The Democratic Party’s presidential nominee Lee Jae-myung mentioned the possibility of introducing a quota system to limit the number of restaurants, which would be a flagrantly unconstitutional and anti-market policy, if adopted. At a town hall meeting with owners of small businesses and mom-and-pop stores held in a traditional market in Gwanak-gu, Seoul, Lee said he was mulling over an idea of introducing quotas on the number of restaurant businesses. “[A quota system was not implemented] because of criticisms of violation of autonomy, but is not necessarily disadvantageous,” said Lee. The Democratic Party’s presidential nominee also said that theoretical debates would have to follow, but that he believed the quota system is necessary. “A good regulation by a good state is an imperative,” added Lee. These seem more than just an impulsive idea.
Although excessive competition among the self-employed needs to be reined in, the idea of the government controlling the number of restaurants or the starting and shutdown of restaurants, which make up the highest share of the self-employed in Korea, is outrageous to the point of unthinkability under the free market economy. It also risks infringing on the freedom to choose an occupation in the Constitution.
Those who want to start business may have to pay licensing costs to the government to start a business. Even if there is a need for restructuring of small businesses, let the market decide depending on the competitiveness and repayment capacity of businesses. The government’s job is to facilitate the process and create an environment conducive to market restructuring.
After his remark caused a stir, Lee took a step backward saying, “I didn’t mean I would implement it immediately; I meant we need to give it a thought.” However, Lee’s remark cannot be lightly considered because his other campaign pledges appear to be based on the “government-can-do-it-all” mentality. Some of these radical ideas include: basic income (giving an annual allowance of one million won to all people); basic housing (building 1 million public rental apartments and providing them with houseless people; and basic lending (loaning 10 million won per person at low interest rate. Only South American socialist countries would carry out such policies, and even within the Democratic ruling party Lee’s remark is receiving harsh criticism.
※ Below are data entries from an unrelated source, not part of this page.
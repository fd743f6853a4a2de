//! Resource Server
//!
//! Serves the protected API, enforcing bearer-token authentication and
//! per-route access policies against an external OpenID Connect issuer.

use resource_server::auth::discovery::discover_jwks_url;
use resource_server::config::Config;
use resource_server::observability::metrics::init_metrics_recorder;
use resource_server::routes::{self, AppState};
use std::net::SocketAddr;
use std::sync::Arc;
use std::time::Duration;
use tokio::signal;
use tracing::{error, info, warn};
use tracing_subscriber::{layer::SubscriberExt, util::SubscriberInitExt};

#[tokio::main]
async fn main() -> Result<(), Box<dyn std::error::Error>> {
    // Initialize tracing; RS_LOG_FORMAT=json switches to structured output
    let json_logs = std::env::var("RS_LOG_FORMAT").is_ok_and(|v| v.eq_ignore_ascii_case("json"));
    let (json_layer, text_layer) = if json_logs {
        (Some(tracing_subscriber::fmt::layer().json()), None)
    } else {
        (None, Some(tracing_subscriber::fmt::layer()))
    };
    tracing_subscriber::registry()
        .with(
            tracing_subscriber::EnvFilter::try_from_default_env()
                .unwrap_or_else(|_| "resource_server=debug,tower_http=debug".into()),
        )
        .with(json_layer)
        .with(text_layer)
        .init();

    info!("Starting Resource Server");

    // Metrics recorder must exist before anything records
    let metrics_handle = init_metrics_recorder().map_err(|e| {
        error!("Failed to initialize metrics: {}", e);
        e
    })?;

    // Load configuration
    let config = Config::from_env().map_err(|e| {
        error!("Failed to load configuration: {}", e);
        e
    })?;

    info!(
        bind_address = %config.bind_address,
        issuer = %config.issuer_url,
        audience = %config.audience,
        jwt_clock_skew_seconds = config.jwt_clock_skew.as_secs(),
        delegated_policy = config.policy_endpoint_url.is_some(),
        "Configuration loaded successfully"
    );

    // Resolve the JWKS URL, via discovery if not configured
    let jwks_url = match &config.jwks_url {
        Some(url) => url.clone(),
        None => {
            let client = reqwest::Client::builder()
                .timeout(config.jwks_fetch_timeout)
                .build()?;
            discover_jwks_url(&config.issuer_url, &client)
                .await
                .map_err(|e| {
                    error!("OIDC discovery failed: {}", e);
                    e
                })?
        }
    };
    info!(jwks_url = %jwks_url, "Using JWKS endpoint");

    let bind_address = config.bind_address.clone();
    let state = Arc::new(AppState::new(config, jwks_url));

    // Warm the key cache; a failure here is retried on the first request
    match state.jwks_client.force_refresh().await {
        Ok(key_count) => info!(key_count, "Signing keys loaded"),
        Err(e) => warn!("Initial JWKS fetch failed, will retry on demand: {}", e),
    }

    let app = routes::build_routes(state, metrics_handle);

    let addr: SocketAddr = bind_address.parse().map_err(|e| {
        error!("Invalid bind address: {}", e);
        e
    })?;

    info!("Resource Server listening on {}", addr);

    // Start server with graceful shutdown support
    let listener = tokio::net::TcpListener::bind(addr).await?;
    axum::serve(listener, app)
        .with_graceful_shutdown(shutdown_signal())
        .await?;

    info!("Resource Server shutdown complete");

    Ok(())
}

/// Listens for shutdown signals (SIGTERM, SIGINT).
/// Returns when a shutdown signal is received and drain period is complete.
async fn shutdown_signal() {
    let ctrl_c = async {
        match signal::ctrl_c().await {
            Ok(()) => info!("Received SIGINT, starting graceful shutdown..."),
            Err(e) => error!("Failed to listen for SIGINT: {}", e),
        }
    };

    #[cfg(unix)]
    let terminate = async {
        match signal::unix::signal(signal::unix::SignalKind::terminate()) {
            Ok(mut stream) => {
                stream.recv().await;
                info!("Received SIGTERM, starting graceful shutdown...");
            }
            Err(e) => {
                error!("Failed to listen for SIGTERM: {}", e);
                std::future::pending::<()>().await;
            }
        }
    };

    #[cfg(not(unix))]
    let terminate = std::future::pending::<()>();

    tokio::select! {
        _ = ctrl_c => {}
        _ = terminate => {}
    }

    // Graceful shutdown drain period
    let drain_secs: u64 = std::env::var("RS_DRAIN_SECONDS")
        .ok()
        .and_then(|s| s.parse().ok())
        .unwrap_or(30);

    if drain_secs > 0 {
        warn!("Draining connections for {} seconds...", drain_secs);
        tokio::time::sleep(Duration::from_secs(drain_secs)).await;
        info!("Drain period complete");
    } else {
        info!("Skipping drain period (RS_DRAIN_SECONDS=0)");
    }
}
“We should not condone noninterference that provokes danger in the name of freedom,” Lee commented in explanation of his remark on the quota system. However, economic freedom, including the freedom to start a business, is the backbone of the free democratic system, along with property rights. Freedom to invest one’s property and earn profits and freedom to close down a business are both people’s basic rights that deserves the state’s protection. No matter how goodwilled the state may be, people’s basic rights should not be arbitrarily taken away or breached. Ruling Democratic Party presidential candidate Lee Jae-myung must candidly reveal his real intention behind the remark that poses a threat to the fundamental principle of market economy and correct his thoughts.